On the preparatory drawings for The Sleep of Reason Produces Monsters, Goya explained (in reference to the artist that is depicted asleep), "His only purpose is to banish harmful, vulgar beliefs, and to perpetuate in this work of caprices the solid testimony of truth." Art historian Philip Hofer has suggested on the evidence of one of the preparatory sketches that Goya had intended for this work to be the frontispiece of Los Caprichos, but Goya ultimately opted for The Sleep of Reason Produces Monsters to be the 43rd etching out of the 80 total. This work apparently provides a transition from the first half of Los Caprichos, which includes more elements related to the vices of humanity, whereas the second half of the series introduces more fantastical creatures such as witches and goblins. Philip Hofer posits that the illustration on a title page of one of Jean-Jacques Rousseau's volumes influenced Goya's composition in this work, but that Goya ultimately decided not to display this as the frontispiece because it would seem speculative in a political sense (i.e., Rousseau's Social Contract Theory that all men were born free heavily contributed to the French Revolution). Art historians relate The Sleep of Reason Produces Monsters to historical events that occurred after its publication, such as the World Wars and the Holocaust, that represented an utter lack of reason "...on a modern industrial scale, all condemning our unwitting slumber".

==Technical aspects==
Los Caprichos is notable for its use of aquatint, a printing technique that falls under the category of intaglio printing.
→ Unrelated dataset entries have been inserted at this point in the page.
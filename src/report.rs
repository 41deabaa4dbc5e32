use std::collections::BTreeMap;
use std::fmt::Write;

use crate::models::AssessmentRecord;
use crate::reference;

/// Overall verdict labels, ordered best to worst.
pub const VERDICTS: [&str; 4] = ["ดีเยี่ยม", "ดี", "ควรปรับปรุง", "ต้องปรับปรุงมาก"];

pub fn verdict(score: f64) -> &'static str {
    if score >= 80.0 {
        VERDICTS[0]
    } else if score >= 70.0 {
        VERDICTS[1]
    } else if score >= 60.0 {
        VERDICTS[2]
    } else {
        VERDICTS[3]
    }
}

/// CLO-level strengths of one assessment, as stable phrases suitable for
/// frequency counting across records.
pub fn strengths(record: &AssessmentRecord) -> Vec<String> {
    record
        .clo_results
        .iter()
        .filter(|(_, result)| result.score >= 80.0)
        .map(|(code, _)| format!("คะแนน {code} อยู่ในระดับดีเยี่ยม"))
        .collect()
}

pub fn weaknesses(record: &AssessmentRecord) -> Vec<String> {
    record
        .clo_results
        .iter()
        .filter(|(_, result)| result.score < 60.0)
        .map(|(code, _)| format!("คะแนน {code} ต่ำกว่าเกณฑ์"))
        .collect()
}

fn best_and_worst_clo(record: &AssessmentRecord) -> (Option<&String>, Option<&String>) {
    let best = record
        .clo_results
        .iter()
        .max_by(|a, b| a.1.score.total_cmp(&b.1.score))
        .map(|(code, _)| code);
    let worst = record
        .clo_results
        .iter()
        .min_by(|a, b| a.1.score.total_cmp(&b.1.score))
        .map(|(code, _)| code);
    (best, worst)
}

fn cognitive_distribution(record: &AssessmentRecord) -> BTreeMap<String, usize> {
    let mut distribution = BTreeMap::new();
    for result in record.ylo_results.values() {
        *distribution.entry(result.cognitive_level.clone()).or_insert(0) += 1;
    }
    distribution
}

/// Markdown report for a single assessment run.
pub fn build_report(record: &AssessmentRecord) -> String {
    let course_name = reference::find_course(&record.course_code)
        .map(|c| c.name)
        .unwrap_or("ไม่พบรายวิชาในตารางอ้างอิง");
    let overall = record.overall_scores.plo_average;
    let (best, worst) = best_and_worst_clo(record);

    let mut output = String::new();
    let _ = writeln!(output, "# รายงานการประเมินความสอดคล้องของสไลด์");
    let _ = writeln!(output, "รหัสการประเมิน: {}", record.assessment_id);
    let _ = writeln!(
        output,
        "รายวิชา: {} {} (ประเมินเมื่อ {})",
        record.course_code,
        course_name,
        record.created_at.format("%Y-%m-%d %H:%M")
    );
    let _ = writeln!(output);
    let _ = writeln!(output, "## ผลการประเมินโดยรวม");
    let _ = writeln!(output, "- ผลการประเมิน: {} ({:.1} คะแนน)", verdict(overall), overall);
    let _ = writeln!(
        output,
        "- ค่าเฉลี่ย CLO {:.1} / PLO {:.1} / YLO {:.1}",
        record.overall_scores.clo_average,
        record.overall_scores.plo_average,
        record.overall_scores.ylo_average
    );
    if let (Some(best), Some(worst)) = (best, worst) {
        let _ = writeln!(output, "- CLO สูงสุด: {best} / CLO ต่ำสุด: {worst}");
    }

    let _ = writeln!(output);
    let _ = writeln!(output, "## รายละเอียดระดับ CLO");
    if record.clo_results.is_empty() {
        let _ = writeln!(output, "ไม่พบข้อมูล CLO สำหรับรายวิชานี้");
    }
    for (code, result) in &record.clo_results {
        let _ = writeln!(
            output,
            "- {}: {:.1} คะแนน (พบคำสำคัญ {}/{} ความครอบคลุม {:.0}%)",
            code,
            result.score,
            result.found_keywords.len(),
            result.total_keywords,
            result.coverage * 100.0
        );
        if !result.found_keywords.is_empty() {
            let _ = writeln!(output, "  คำสำคัญที่พบ: {}", result.found_keywords.join(", "));
        }
    }

    let _ = writeln!(output);
    let _ = writeln!(output, "## รายละเอียดระดับ PLO");
    for (code, result) in &record.plo_results {
        let _ = writeln!(
            output,
            "- {}: {:.1} คะแนน (จาก {})",
            code,
            result.score,
            result.related_clos.join(", ")
        );
    }

    let _ = writeln!(output);
    let _ = writeln!(output, "## รายละเอียดระดับ YLO");
    for (code, result) in &record.ylo_results {
        let _ = writeln!(
            output,
            "- {}: {:.1} คะแนน ({} ระดับ {})",
            code, result.score, result.year, result.cognitive_level
        );
    }

    let distribution = cognitive_distribution(record);
    if !distribution.is_empty() {
        let _ = writeln!(output);
        let _ = writeln!(output, "## การกระจายระดับการเรียนรู้");
        for (level, count) in &distribution {
            let _ = writeln!(output, "- {level}: {count} YLO");
        }
    }

    let strengths = strengths(record);
    let weaknesses = weaknesses(record);
    let _ = writeln!(output);
    let _ = writeln!(output, "## จุดเด่น");
    if strengths.is_empty() {
        let _ = writeln!(output, "ยังไม่พบ CLO ที่อยู่ในระดับดีเยี่ยม");
    }
    for item in &strengths {
        let _ = writeln!(output, "- {item}");
    }
    let _ = writeln!(output);
    let _ = writeln!(output, "## จุดที่ควรปรับปรุง");
    if weaknesses.is_empty() {
        let _ = writeln!(output, "ไม่พบ CLO ที่ต่ำกว่าเกณฑ์");
    }
    for item in &weaknesses {
        let _ = writeln!(output, "- {item}");
    }

    let _ = writeln!(output);
    let _ = writeln!(output, "## คำแนะนำ");
    for (index, recommendation) in record.recommendations.iter().enumerate() {
        let _ = writeln!(output, "{}. {}", index + 1, recommendation);
    }

    output
}

#[derive(Debug, Clone)]
pub struct InterpretationSummary {
    pub total: usize,
    pub verdict_counts: BTreeMap<&'static str, usize>,
    pub common_strengths: Vec<(String, usize)>,
    pub common_weaknesses: Vec<(String, usize)>,
    pub common_recommendations: Vec<(String, usize)>,
}

fn top_five(counts: BTreeMap<String, usize>) -> Vec<(String, usize)> {
    let mut items: Vec<(String, usize)> = counts.into_iter().collect();
    items.sort_by(|a, b| b.1.cmp(&a.1).then_with(|| a.0.cmp(&b.0)));
    items.truncate(5);
    items
}

/// Frequency analytics across stored assessments, mirroring what the
/// interpretation history view aggregates.
pub fn summarize(records: &[AssessmentRecord]) -> InterpretationSummary {
    let mut verdict_counts: BTreeMap<&'static str, usize> =
        VERDICTS.iter().map(|label| (*label, 0)).collect();
    let mut strength_counts: BTreeMap<String, usize> = BTreeMap::new();
    let mut weakness_counts: BTreeMap<String, usize> = BTreeMap::new();
    let mut recommendation_counts: BTreeMap<String, usize> = BTreeMap::new();

    for record in records {
        let label = verdict(record.overall_scores.plo_average);
        *verdict_counts.entry(label).or_insert(0) += 1;

        for item in strengths(record) {
            *strength_counts.entry(item).or_insert(0) += 1;
        }
        for item in weaknesses(record) {
            *weakness_counts.entry(item).or_insert(0) += 1;
        }
        for item in &record.recommendations {
            *recommendation_counts.entry(item.clone()).or_insert(0) += 1;
        }
    }

    InterpretationSummary {
        total: records.len(),
        verdict_counts,
        common_strengths: top_five(strength_counts),
        common_weaknesses: top_five(weakness_counts),
        common_recommendations: top_five(recommendation_counts),
    }
}

#[cfg(test)]
mod tests {
    use super::*;
    use crate::engine;
    use crate::models::AssessmentRecord;
    use chrono::Utc;

    fn sample_record(text: &str) -> AssessmentRecord {
        let course = reference::find_course("282712").unwrap();
        let assessment = engine::assess(course, text);
        let recommendations = engine::recommendations(course, &assessment);
        AssessmentRecord {
            assessment_id: "ASSESS-20260830-test01".to_string(),
            course_code: course.code.to_string(),
            content_hash: crate::hash::content_hash(text),
            content_length: text.chars().count(),
            content_preview: text.chars().take(200).collect(),
            clo_results: assessment.clo_results,
            plo_results: assessment.plo_results,
            ylo_results: assessment.ylo_results,
            overall_scores: assessment.overall_scores,
            recommendations,
            created_at: Utc::now(),
        }
    }

    #[test]
    fn verdict_thresholds() {
        assert_eq!(verdict(92.0), "ดีเยี่ยม");
        assert_eq!(verdict(80.0), "ดีเยี่ยม");
        assert_eq!(verdict(75.0), "ดี");
        assert_eq!(verdict(63.0), "ควรปรับปรุง");
        assert_eq!(verdict(40.0), "ต้องปรับปรุงมาก");
    }

    #[test]
    fn report_covers_all_result_levels() {
        let record = sample_record("ทรัพยากรน้ำ สถานการณ์ ปัญหา คุณภาพน้ำ ชุมชน ยั่งยืน");
        let report = build_report(&record);
        assert!(report.contains("## รายละเอียดระดับ CLO"));
        assert!(report.contains("## รายละเอียดระดับ PLO"));
        assert!(report.contains("## รายละเอียดระดับ YLO"));
        assert!(report.contains("## คำแนะนำ"));
        assert!(report.contains("282712"));
    }

    #[test]
    fn summary_counts_every_record_once() {
        let records = vec![
            sample_record("ทรัพยากรน้ำ สถานการณ์ ปัญหา คุณภาพน้ำ มลพิษ วิเคราะห์ ชุมชน ยั่งยืน ลุ่มน้ำ เทคโนโลยี บำบัดน้ำเสีย ประยุกต์"),
            sample_record("เนื้อหาที่ไม่เกี่ยวข้อง"),
        ];
        let summary = summarize(&records);
        assert_eq!(summary.total, 2);
        let counted: usize = summary.verdict_counts.values().sum();
        assert_eq!(counted, 2);
    }

    #[test]
    fn common_recommendations_are_ranked_by_frequency() {
        let records = vec![
            sample_record("ก"),
            sample_record("ข"),
            sample_record("ทรัพยากรน้ำ"),
        ];
        let summary = summarize(&records);
        assert!(!summary.common_recommendations.is_empty());
        for window in summary.common_recommendations.windows(2) {
            assert!(window[0].1 >= window[1].1);
        }
    }

    #[test]
    fn empty_history_summary_is_all_zero() {
        let summary = summarize(&[]);
        assert_eq!(summary.total, 0);
        assert!(summary.common_strengths.is_empty());
    }
}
Intaglio printing is characterized by the artist applying ink to the grooves of the matrix (i.e., the surface from which a print is made), allowing for intricate lines and refined tonality. According to William M. Ivins Jr., the first official Curator of Prints at the Metropolitan Museum of Art, "every intaglio print in which the lines are laid in a formal manner is an engraving, and every one in which they are laid freely is an etching," thus clarifying that the series Los Caprichos falls under the broad category of "etchings". To produce an aquatint, the image itself is formed by applying a layer of resin (or a substitute of asphalt or bitumen) using one of two technical methods. An artist may allow the resin to settle on the plate as a dry dust by inserting the printing plate at the bottom of a box wherein the dust has been distributed. The printing plate is then heated so that each grain of resin dust melts and adheres to the metal. The alternative method is to dissolve the resin or asphalt in alcohol, and then pour this solution over the printing plate. The alcohol will then evaporate, leaving a thin film of resin which will dry on the plate. The plate is then immersed in acid, which etches the metal in the gaps around the grains of resin. The dust is then cleaned off the plate, to which ink is applied; the ink penetrates the etched depressions, and when the plate is printed, it creates a network of thin etched lines. This process produces a single tone, but the density of the tone varies depending on how finely the dust was ground and how thickly it covered the plate.